My goal for 2011 was to have a drama-free year. Knowing I cannot control those around me, I decided that I would not participate in any drama being thrown at me by other people. I would not engage rumors, battle lies or try to be someone I am not by "being involved" in the trivial goings-on of CountryTime. Little did I know that the potentially biggest drama of my life is about to unfold and it is coming at me from E.
I took E to the doctor today for her well-child appointment. The doctor was 40 minutes late because he had to rush to the hospital to see one of his patients. In fact, while he was examining E he had to leave the room to answer a call from the hospital. He was frazzled, to say the least. He mentioned that E was a little underweight for her height. She is still solidly in a healthy weight zone, but he was concerned because her height and weight growth were not quite proportional. Then I asked him to look at her eczema which has made a reappearance. All seemed okay, until he had her stand in front of him so he could check her thyroid.

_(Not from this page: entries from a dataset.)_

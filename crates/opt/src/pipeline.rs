//! The optimization pipeline.
//!
//! [`Pass`] names one rewrite; [`Pipeline`] holds an ordered sequence of
//! passes and runs them against a program, re-verifying well-formedness
//! after every one. A verification failure means the pass that just ran
//! is buggy, so it aborts the process rather than propagating.
use stacklang_ir::{measure, Program, ProgramWriter};
use stacklang_verifier::verify_program;

use crate::commute::commute_pushes;
use crate::dead_branch::eliminate_dead_branches;
use crate::inline::inline_blocks;
use crate::tag_inline::inline_tags;

/// Configuration recognized by the backend.
#[derive(Debug, Clone, Copy, Default)]
pub struct Settings {
    /// Gate the commutation + dead-branch + has-case-tag triple.
    pub commute_pushes: bool,
    /// Print measurements and the program after each pass.
    pub stacklang_dump: bool,
    /// Forwarded into the differential tester's interpreter runs.
    pub trace: bool,
}

#[derive(Debug, Clone, Copy, PartialEq, Eq, Hash)]
pub enum Pass {
    /// Remove unreachable blocks, splice single-reference blocks.
    Inline,
    /// Propagate constant state tags.
    TagInline,
    /// Commute pushes downward and cancel them against pops.
    CommutePushes,
    /// Prune tag-case arms unreachable under the propagated state sets,
    /// then recompute the `has_case_tag` flags.
    DeadBranches,
}

impl Pass {
    fn name(self) -> &'static str {
        match self {
            Pass::Inline => "inline",
            Pass::TagInline => "tag inline",
            Pass::CommutePushes => "commute pushes",
            Pass::DeadBranches => "dead branches",
        }
    }
}

pub struct Pipeline {
    steps: Vec<Pass>,
}

impl Pipeline {
    pub fn new() -> Self {
        Self { steps: Vec::new() }
    }

    /// The pass sequence implied by the settings.
    pub fn for_settings(settings: &Settings) -> Self {
        let mut p = Self::new();
        p.add_step(Pass::Inline).add_step(Pass::TagInline);
        if settings.commute_pushes {
            p.add_step(Pass::CommutePushes).add_step(Pass::DeadBranches);
        }
        p
    }

    pub fn add_step(&mut self, pass: Pass) -> &mut Self {
        self.steps.push(pass);
        self
    }

    /// Runs every pass in order. Each pass is verified before its result
    /// is observable; a violation aborts.
    pub fn run(&self, program: &mut Program, settings: &Settings) {
        for &pass in &self.steps {
            let before = program.push_count();
            run_pass(pass, program);
            if let Err(err) = verify_program(program) {
                panic!("after pass `{}`: {err}", pass.name());
            }
            let after = program.push_count();
            if settings.stacklang_dump {
                eprintln!("pass {:<16} pushes {before} -> {after}", pass.name());
                eprint!("{}", measure(program));
                eprintln!("{}", ProgramWriter::new(program).dump_string());
            }
        }
    }
}

impl Default for Pipeline {
    fn default() -> Self {
        Self::new()
    }
}

fn run_pass(pass: Pass, program: &mut Program) {
    match pass {
        Pass::Inline => {
            inline_blocks(program);
            // Splicing nests whole blocks, so the case-tag flags of the
            // surviving wrappers are stale.
            refresh_case_tag_flags(program);
        }
        Pass::TagInline => {
            inline_tags(program);
        }
        Pass::CommutePushes => {
            commute_pushes(program);
        }
        Pass::DeadBranches => {
            eliminate_dead_branches(program);
            refresh_case_tag_flags(program);
        }
    }
}

/// Recomputes every typed block's `has_case_tag` flag after branches
/// were dropped.
pub fn refresh_case_tag_flags(program: &mut Program) {
    for typed in program.cfg.values_mut() {
        let body = std::mem::replace(&mut *typed.block, stacklang_ir::Block::Die);
        *typed.block = refresh_inner_flags(body);
        typed.has_case_tag = typed.block.contains_case_tag();
    }
}

fn refresh_inner_flags(block: stacklang_ir::Block) -> stacklang_ir::Block {
    let block = block.map_children(&mut refresh_inner_flags);
    match block {
        stacklang_ir::Block::TypedBlock(mut t) => {
            t.has_case_tag = t.block.contains_case_tag();
            stacklang_ir::Block::TypedBlock(t)
        }
        other => other,
    }
}
//! Control-flow reachability over the label graph.
use std::collections::VecDeque;

use rustc_hash::FxHashMap;
use smallvec::SmallVec;

use crate::block::Block;
use crate::program::Program;
use crate::value::Label;

/// Visits the target of every `Jump` in the block tree. Case branches
/// are walked; a jump ends its own path, so no terminal is crossed.
pub fn successors<'a>(block: &'a Block, f: &mut dyn FnMut(&'a Label)) {
    if let Block::Jump(_, target) = block {
        f(target);
        return;
    }
    block.for_each_child(&mut |k| successors(k, f));
}

pub fn successor_labels(block: &Block) -> SmallVec<[Label; 4]> {
    let mut out = SmallVec::new();
    successors(block, &mut |l| out.push(l.clone()));
    out
}

/// In-degrees of the reachable labels.
///
/// Entry labels are seeded at degree 2 so they are never considered
/// single-reference by the inliner. A label absent from the map is
/// unreachable from every entry.
#[derive(Debug, Default)]
pub struct InDegrees {
    degrees: FxHashMap<Label, u32>,
}

impl InDegrees {
    pub fn compute(program: &Program) -> Self {
        let mut degrees = FxHashMap::default();
        let mut queue = VecDeque::new();

        for label in program.entry.values() {
            if degrees.insert(label.clone(), 2).is_none() {
                queue.push_back(label.clone());
            }
        }

        while let Some(label) = queue.pop_front() {
            let Some(block) = program.block(&label) else {
                continue;
            };
            successors(&block.block, &mut |target| {
                match degrees.get_mut(target) {
                    Some(d) => *d += 1,
                    None => {
                        degrees.insert(target.clone(), 1);
                        queue.push_back(target.clone());
                    }
                }
            });
        }

        Self { degrees }
    }

    pub fn get(&self, label: &Label) -> Option<u32> {
        self.degrees.get(label).copied()
    }

    pub fn is_reachable(&self, label: &Label) -> bool {
        self.degrees.contains_key(label)
    }
}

He started the exam and a worried look appeared on his face, he poked and prodded her and was just about to say something when he got called out of the room by the hospital. When he came back in he put her in position again and said he was trying to see if he was feeling a node on her thyroid. He eventually determined that he did and he went in to high anxiety mode. He issued an order for a blood test to check her levels, spouting terms like Grave's Disease and endocrinologist at me. He went to talk the the nurse since E has a tendency to pass out with needles and they discovered that the last lab drop of the day had occurred and they could not take her blood there. He then wanted me to take her to the hospital for the blood work right then, but my insurance company treats any hospital test, even one ordered by a doctor as a hospital visit and I end up paying 100's of dollars out of pocket. I told them I would bring her back first thing in the morning and he said okay, but it has to be done tomorrow.
So now I am scared , but trying to be nonchalant for E's sake. I Googled this, but now I really wish I hadn't. Oh please, blog friends, please keep us in your thoughts and prayers. And if any of you has had a child with a harmless node on his or her thyroid, please let me know. She needs to be okay. I need her to be okay.